STATE OF NEW JERSEY, PLAINTIFF-RESPONDENT,
v.
JOHN B., DEFENDANT-APPELLANT.



On appeal from Superior Court of New Jersey, Law Division, Hunterdon County, Indictment No. 06-09-0346.

Per curiam.

RECORD IMPOUNDED

NOT FOR PUBLICATION WITHOUT THE APPROVAL OF THE APPELLATE DIVISION

Submitted September 15, 2010

Before Judges Sapp-Peterson and Simonelli.

Following a jury trial, defendant John B., a Catholic priest, was convicted of first-degree aggravated sexual assault, N.J.S.A. 2C:14-2a(1) (count one); and second-degree endangering the welfare of a child, N.J.S.A. 2C:24-4a (count two).
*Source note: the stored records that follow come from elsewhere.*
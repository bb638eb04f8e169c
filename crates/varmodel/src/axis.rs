//! Design axes and user-space to normalized coordinate conversion.

use crate::location::Location;

/// A variation axis in the design space.
#[derive(Debug, Clone, PartialEq)]
pub struct Axis {
    /// Short axis tag (e.g., "wght", "wdth")
    pub tag: String,
    /// Human-readable axis name
    pub name: String,
    /// Minimum value on this axis, in user space
    pub minimum: f64,
    /// Default value on this axis, in user space
    pub default: f64,
    /// Maximum value on this axis, in user space
    pub maximum: f64,
}

impl Axis {
    /// Create a new axis.
    pub fn new(tag: &str, name: &str, minimum: f64, default: f64, maximum: f64) -> Self {
        Self {
            tag: tag.to_string(),
            name: name.to_string(),
            minimum,
            default,
            maximum,
        }
    }

    /// Normalize a user-space value to the range [-1, 1].
    ///
    /// Values are clamped to [minimum, maximum] first. Values below the
    /// default normalize to [-1, 0]; values above it to [0, 1].
    pub fn normalize(&self, value: f64) -> f64 {
        let v = value.min(self.maximum).max(self.minimum);
        if v < self.default {
            if self.default == self.minimum {
                0.0
            } else {
                -((self.default - v) / (self.default - self.minimum))
            }
        } else if v > self.default {
            if self.default == self.maximum {
                0.0
            } else {
                (v - self.default) / (self.maximum - self.default)
            }
        } else {
            0.0
        }
    }
}

/// Normalize a user-space location against a set of axes.
///
/// Only axes listed in `axes` appear in the result; an axis the location
/// does not mention normalizes from its default (to 0.0).
pub fn normalize_location(location: &Location, axes: &[Axis]) -> Location {
    axes.iter()
        .map(|axis| {
            let value = location.coordinate(&axis.tag).unwrap_or(axis.default);
            (axis.tag.clone(), axis.normalize(value))
        })
        .collect()
}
The trial judge imposed an eighteen-year term of imprisonment with a seven-year period of parole ineligibility on count one to be served at the Adult Diagnostic Treatment Center (ADTC) and a concurrent eight years with three years of parole ineligibility on count two, which together will run consecutively to a fifteen-year sentence defendant was already serving for first-degree aggravated sexual assault, second-degree sexual assault, and third-degree endangering the welfare of a child conviction stemming from defendant's sexual assault of an altar boy. The judge also imposed the appropriate assessments and penalties, and ordered defendant to pay $10,597.17 to the Violent Crimes Compensation Board.

On appeal, defendant raises the following arguments:

POINT I

THE MODEL JURY INSTRUCTION ON CHILD SEXUAL ABUSE ACCOMMODATION SYNDROME (CSAAS) UNCONSTITUTIONALLY INTRUDES ON THE JURY'S FUNCTION TO DETERMINE CREDIBILITY WHEN IT TELLS THE JURORS THAT THEY "MAY NOT AUTOMATICALLY CONCLUDE THAT THEIR [THE ALLEGED VICTIMS'] TESTIMONY IS UNTRUTHFUL BASED ONLY ON THEIR SILENCE OR DELAY DISCLOSURE." (Not Raised Below)

POINT II

THE TRIAL JUDGE ERRED IN DISMISSING COUNT TWO AT THE END OF THE STATE'S CASE; IN THE ALTERNATIVE, A MORE PRECISE DEFINITION OF "LEGAL DUTY TO CARE" AND "ASSUMED RESPONSIBILITY" SHOULD HAVE BEEN GIVEN TO THE JURY AS PART OF THE ENDANGERING THE WELFARE OF A CHILD CHARGE. (Partially Raised Below)

POINT III

THE DEFENDANT'S SENTENCE IS EXCESSIVE

We affirm defendant's conviction and sentence on count one. Because we conclude that the evidence failed to establish second-degree endangering the welfare of a child, we are constrained to reverse on count two.

I.

We derive the following facts from the evidence presented at trial.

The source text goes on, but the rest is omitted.